Wangji has returned to holding staunchly to Wei Ying’s hand whenever humanly possible, which has done wonders for helping the trip home run smoothly. Unlike their trip home from Lotus Pier so long ago, Wei Ying’s enthusiasm had been appropriately directed to the areas immediately around them rather than everywhere within a li’s radius, and his tendency to scamper around and dirty up his robes that had been given a new life in the indulgent atmosphere of the Unclean Realm has been easily tempered by Wangji’s refusal to budge in any direction he doesn’t personally find important. He’s still a stoic child, Lan Qiren suspects based on his own temperament that that won’t change no matter how much time he spends in Wei Ying’s company, but underneath that still exterior there’s a happiness that Lan Qiren hadn’t realized wasn’t there until it suddenly was - about halfway through their stay in the Unclean Realm, when it had apparently become crystal clear that Wei Ying will always choose him first even with new friends to play with.
Wei Ying is…subdued. Lan Qiren supposes he’s not surprised, considering how much self-control the boy had seemed to find after being gifted his ribbon, but he’d shed so much of that behavior in the Unclean Realm that to see it back on his face now is jarring. Lan Qiren wonders, not for the first time, if they can’t possibly find a middle ground between Wei Ying’s natural behavior and the strict admonition of the Lan Sect precepts. Wei Ying’s education in that area is still, much to his dismay, sorely lacking. There are simply so many other things that Wei Ying must be taught alongside them, and though he’s an extremely bright child there are genuinely only so many things a child can learn in a certain amount of time.
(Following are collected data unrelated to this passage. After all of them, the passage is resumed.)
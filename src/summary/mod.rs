//! Monthly energy aggregation.

use std::collections::BTreeMap;

use crate::source::{Reading, TurbineId};

/// Number of 10-minute SCADA samples per hour. Fixed by the source cadence;
/// a different sampling interval requires a different divisor.
pub const SAMPLES_PER_HOUR: f64 = 6.0;

/// Cumulative energy per turbine for one month, in kWh.
pub type MonthlyEnergy = BTreeMap<TurbineId, f64>;

/// Reduce one month of raw readings to cumulative energy per turbine.
///
/// Sums each turbine's averaged kW samples and converts the total to kWh via
/// the fixed 10-minute cadence. Turbines without readings in the input are
/// absent from the result, not zero-valued. Pure function of its input.
pub fn summarize(readings: &[Reading]) -> MonthlyEnergy {
    let mut totals: MonthlyEnergy = BTreeMap::new();
    for reading in readings {
        *totals.entry(reading.turbine_id).or_insert(0.0) += reading.power_kw;
    }
    for energy in totals.values_mut() {
        *energy /= SAMPLES_PER_HOUR;
    }
    totals
}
But the time for Lan Qiren to fret over it has passed - with the coming of autumn, his allotted time to educate the children himself is officially over. He comforts himself with the fact that he had truly done everything that was in his power to prepare them for beginning their classes with the rest of their peers, but he knows, with some small note of bitterness, that were his attention not pulled in so many other directions by also tending to the Sect with little help that he could have accomplished more with the children. It’ll have to be what it is, though. He can’t go back in time to change his actions, and he already knows that even if he could somehow do it all again he would choose precisely what he had.
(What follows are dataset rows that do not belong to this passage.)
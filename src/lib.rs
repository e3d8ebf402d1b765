//! windmap: wind-farm SCADA ETL pipeline.
//!
//! Fetches per-month turbine readings from a remote endpoint, reduces them to
//! cumulative monthly energy per turbine and renders the result as a
//! standalone map document, one artifact per month partition.

// Core modules
pub mod cli;
pub mod config;
pub mod ingest;
pub mod notify;
pub mod partition;
pub mod pipeline;
pub mod schedule;
pub mod sink;
pub mod source;
pub mod summary;
pub mod viz;

// Re-export commonly used error types
pub use config::ConfigError;
pub use ingest::IngestError;
pub use partition::ParseMonthError;
pub use pipeline::RunError;
pub use sink::SinkError;
pub use source::SourceError;
pub use viz::RenderError;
His best will simply have to suffice.
He takes the first day after their return to get the children settled in - and he makes it clear to the first person to approach him with Sect business that he will absolutely not bend on this. Perhaps a summer spent with Lao Nie for company has negatively impacted his temperament (which was never stellar to begin with, he ruefully reflects), but for the first time in as long as he can remember he realizes he doesn’t care what the rest of the Sect will think of his decision. There’s important business to attend to, he knows that. But he also knows that the Sect hasn’t fallen into ruin yet, and he highly doubts that one more day under his cousin’s leadership will be the tipping point into destruction.
Settling Xichen back in is easy - he’s traveled out of the Sect multiple times before, of course, and while he happily accepts a hug and graciously allows Lan Qiren to adjust his ribbon for him (unnecessarily, he’s as impeccably put together as always), he’s becoming self-sufficient more quickly than Lan Qiren had anticipated.
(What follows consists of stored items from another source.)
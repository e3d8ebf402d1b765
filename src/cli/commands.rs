//! CLI command definitions for windmap.
//!
//! Three commands: `run` executes the pipeline for one month, `schedule`
//! starts the daily loop, and `prep-data` prepares the dataset the data
//! endpoint serves.

use std::path::PathBuf;
use std::sync::Arc;
use std::time::Duration;

use clap::Parser;
use tracing::info;

use crate::config::PipelineConfig;
use crate::ingest::{self, PrepConfig};
use crate::notify::LogNotifier;
use crate::partition::MonthKey;
use crate::pipeline::Pipeline;
use crate::schedule::Scheduler;
use crate::sink::HtmlSink;
use crate::source::HttpSource;

/// Default root URL of the monthly-data endpoint.
const DEFAULT_SOURCE_URL: &str = "http://localhost:8000";

/// Default output directory for rendered visualisations.
const DEFAULT_OUTPUT_DIR: &str = "./data/output-viz";

/// Default download directory for the ingestion command.
const DEFAULT_DATA_DIR: &str = "./data";

/// Connect timeout for archive downloads (the transfers themselves are
/// unbounded; the archives are large).
const DOWNLOAD_CONNECT_TIMEOUT: Duration = Duration::from_secs(30);

/// Wind-farm SCADA ETL: monthly energy summaries and map visualisations.
#[derive(Parser)]
#[command(name = "windmap")]
#[command(about = "Compute monthly turbine energy summaries and render them as maps")]
#[command(version)]
#[command(
    long_about = "windmap fetches wind-turbine SCADA readings, reduces them to cumulative monthly energy per turbine and renders the result as a map.\n\nExample usage:\n  windmap run --month 2023-01 --source-url http://localhost:8000 --output ./data/output-viz"
)]
pub struct Cli {
    /// The subcommand to execute.
    #[command(subcommand)]
    pub command: Commands,

    /// Log level (trace, debug, info, warn, error).
    #[arg(short, long, default_value = "info", global = true)]
    pub log_level: String,
}

/// Available CLI subcommands.
#[derive(clap::Subcommand)]
pub enum Commands {
    /// Run the pipeline for a single month partition.
    Run(RunArgs),

    /// Run the daily scheduling loop: the current month, once per UTC day.
    Schedule(ScheduleArgs),

    /// Download the published SCADA archive and prepare the monthly CSV files
    /// and metadata JSON served by the data endpoint.
    #[command(name = "prep-data")]
    PrepData(PrepDataArgs),
}

/// Arguments for `windmap run`.
#[derive(Parser, Debug)]
pub struct RunArgs {
    /// Month partition to run, e.g. 2023-01-01 (or 2023-01).
    #[arg(short, long)]
    pub month: MonthKey,

    /// Root URL of the data endpoint.
    #[arg(long, env = "WINDMAP_SOURCE_URL", default_value = DEFAULT_SOURCE_URL)]
    pub source_url: String,

    /// Output directory for rendered visualisations.
    #[arg(short, long, env = "WINDMAP_OUTPUT_DIR", default_value = DEFAULT_OUTPUT_DIR)]
    pub output: PathBuf,
}

/// Arguments for `windmap schedule`.
#[derive(Parser, Debug)]
pub struct ScheduleArgs {
    /// Root URL of the data endpoint.
    #[arg(long, env = "WINDMAP_SOURCE_URL", default_value = DEFAULT_SOURCE_URL)]
    pub source_url: String,

    /// Output directory for rendered visualisations.
    #[arg(short, long, env = "WINDMAP_OUTPUT_DIR", default_value = DEFAULT_OUTPUT_DIR)]
    pub output: PathBuf,
}

/// Arguments for `windmap prep-data`.
#[derive(Parser, Debug)]
pub struct PrepDataArgs {
    /// Root URL the archive files are published under.
    #[arg(long, default_value = ingest::DEFAULT_ARCHIVE_ROOT)]
    pub archive_url: String,

    /// Directory downloads and prepared files are written under.
    #[arg(short, long, default_value = DEFAULT_DATA_DIR)]
    pub data_dir: PathBuf,

    /// Days to shift raw timestamps forward.
    #[arg(long, default_value_t = ingest::DEFAULT_TIMESHIFT_DAYS)]
    pub timeshift_days: i64,

    /// Re-download archives that already exist locally.
    #[arg(short, long)]
    pub force: bool,
}

/// Parse CLI arguments without running a command.
pub fn parse_cli() -> Cli {
    Cli::parse()
}

/// Run the CLI by parsing arguments and executing the command.
pub async fn run() -> anyhow::Result<()> {
    run_with_cli(parse_cli()).await
}

/// Run the CLI with the parsed arguments.
///
/// This is the main entry point for the windmap CLI.
pub async fn run_with_cli(cli: Cli) -> anyhow::Result<()> {
    match cli.command {
        Commands::Run(args) => run_month_command(args).await,
        Commands::Schedule(args) => run_schedule_command(args).await,
        Commands::PrepData(args) => run_prep_data_command(args).await,
    }
}

async fn run_month_command(args: RunArgs) -> anyhow::Result<()> {
    let config = PipelineConfig::new()
        .with_source_root_url(args.source_url)
        .with_output_dir(args.output);
    config.validate()?;

    let pipeline = build_pipeline(&config);
    let report = pipeline.run(&args.month).await?;
    info!(
        month = %report.month,
        turbines = report.turbines,
        path = %report.artifact_path.display(),
        "run complete"
    );
    Ok(())
}

async fn run_schedule_command(args: ScheduleArgs) -> anyhow::Result<()> {
    let config = PipelineConfig::new()
        .with_source_root_url(args.source_url)
        .with_output_dir(args.output);
    config.validate()?;

    let pipeline = Arc::new(build_pipeline(&config));
    let scheduler = Scheduler::new(pipeline, Arc::new(LogNotifier));
    scheduler.run_forever().await;
    Ok(())
}

async fn run_prep_data_command(args: PrepDataArgs) -> anyhow::Result<()> {
    let client = reqwest::Client::builder()
        .connect_timeout(DOWNLOAD_CONNECT_TIMEOUT)
        .build()?;

    let config = PrepConfig {
        archive_root_url: args.archive_url,
        data_dir: args.data_dir,
        timeshift_days: args.timeshift_days,
        force_redownload: args.force,
        ..PrepConfig::default()
    };

    ingest::prepare_dataset(&client, &config).await?;
    info!(output = %config.output_dir().display(), "dataset prepared");
    Ok(())
}

fn build_pipeline(config: &PipelineConfig) -> Pipeline {
    let source = HttpSource::new(config.source_root_url.as_str(), config.request_timeout);
    let sink = HtmlSink::new(&config.output_dir);
    Pipeline::new(Arc::new(source), sink)
}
He’s just about to leave Xichen to his own devices for the remainder of the day to unpack and catch up with his acquaintances after such a long time away from home when the boy stops him with a hand tangled in his sleeve.
“Shufu..?” Xichen hesitates on his words and Lan Qiren turns fully to face him again, a frown tugging at the corners of his mouth.
“What is it, Xichen?”
Xichen looks indecisive for another moment but then his features resolve, and Lan Qiren wonders if he’ll ever tell the boy how much he looks like his father. He wraps his arms automatically around Xichen’s shoulders when he hugs him tightly, much more tightly than even a few moments ago, and he finds himself at something of a loss as he pats the back of his head and holds him just as tightly.
“Thank you, Shufu,” Xichen mumbles into the heavy silk of his outer robe, his face completely hidden in his chest - and doesn’t that hurt in its own way? Xichen is getting so tall, it’s clear he’ll be as tall as his father if not taller by the time he’s grown, and all of it is happening far too quickly in Lan Qiren’s opinion.
“What are you thanking me for, Xichen?”
“I know I was…meant to begin learning how to lead the Sect before we left,” he confesses, sounding guilty. Lan Qiren sighs but bites his tongue around the admonition against eavesdropping for the moment as it’s clear Xichen has more to say. “I was afraid before that I would fail. I’m grateful I was allowed to go to the Unclean Realm for the season instead, but now I’m…I’m ready to start leading-”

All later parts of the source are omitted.